Essays on market pricing

Jennifer Pate Offenberg, Purdue University


Below are summaries for three essays that share a common theme: each studies a market characteristic that affects price and consumer welfare. The first essay uses experimental methods to test collusive predictions derived in the price-matching literature. Laboratory data demonstrate that allowing firms to institute price-matching guarantees significantly increases market price and firms' profits. The results apply to markets with both symmetric unit costs and markets with small unit cost differences across firms. The results are robust to the order in which subjects experience each treatment, and evidence that higher profits are the rationale for widespread adoption of price-matching guarantees is also provided. The second essay documents a market for store-specific gift cards and store credit, and discusses related welfare issues. Different characteristics that affect the supply and/or demand for gift cards, and subsequently the price of gift cards are investigated. Theory employing an indifference curve diagram presents the possible welfare loss of gift "vouchers." Analyzing data from Internet auctions, several interesting findings support the theory.
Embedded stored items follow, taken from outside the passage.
//! Connection identifiers.

use std::fmt;
use std::sync::atomic::{AtomicU64, Ordering};

use serde::{Deserialize, Serialize};

/// Stable handle an application uses to address one connection.
#[derive(Debug, Clone, Copy, PartialEq, Eq, PartialOrd, Ord, Hash, Serialize, Deserialize)]
#[serde(transparent)]
pub struct ConnectionId(u64);

impl ConnectionId {
    pub const fn new(raw: u64) -> Self {
        Self(raw)
    }

    pub const fn get(self) -> u64 {
        self.0
    }
}

impl fmt::Display for ConnectionId {
    fn fmt(&self, f: &mut fmt::Formatter<'_>) -> fmt::Result {
        write!(f, "{}", self.0)
    }
}

impl From<u64> for ConnectionId {
    fn from(raw: u64) -> Self {
        Self(raw)
    }
}

/// Issues strictly increasing identifiers starting at 1.
///
/// Safe to call from any number of tasks; identifiers are never reused
/// within the lifetime of the allocator.
#[derive(Debug)]
pub struct IdAllocator {
    next: AtomicU64,
}

impl IdAllocator {
    pub fn new() -> Self {
        Self {
            next: AtomicU64::new(1),
        }
    }

    pub fn next(&self) -> ConnectionId {
        ConnectionId(self.next.fetch_add(1, Ordering::Relaxed))
    }
}

impl Default for IdAllocator {
    fn default() -> Self {
        Self::new()
    }
}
First, giving gift cards can create a welfare loss to the recipient relative to an equal-valued cash gift, estimated at 14-17%. It is shown that smaller-valued gift cards are less likely to create welfare losses, ceteris paribus. Categorizing the data into gift card or store credit, the dummy variable was insignificant, demonstrating there is no difference in sale price across these auctions. Finally, certain stores' gift cards sell for higher prices in the secondary market, depending on certain characteristics like type of store, product variety, and availability of online shopping. The last essay examines the impact of a seller's reputation on sale price in online auctions. A simple model is presented to demonstrate how an ineffective reputation signal may cause the bidder with the highest valuation of the item to lose the auction to a bidder with a lower valuation. Evidence from a study of 2,004 auctions shows the current reputation component as formulated by eBay has very little impact on price. The lack of information contained in the reputation score may be responsible for its ineffectiveness, and several possibilities for improvement are presented.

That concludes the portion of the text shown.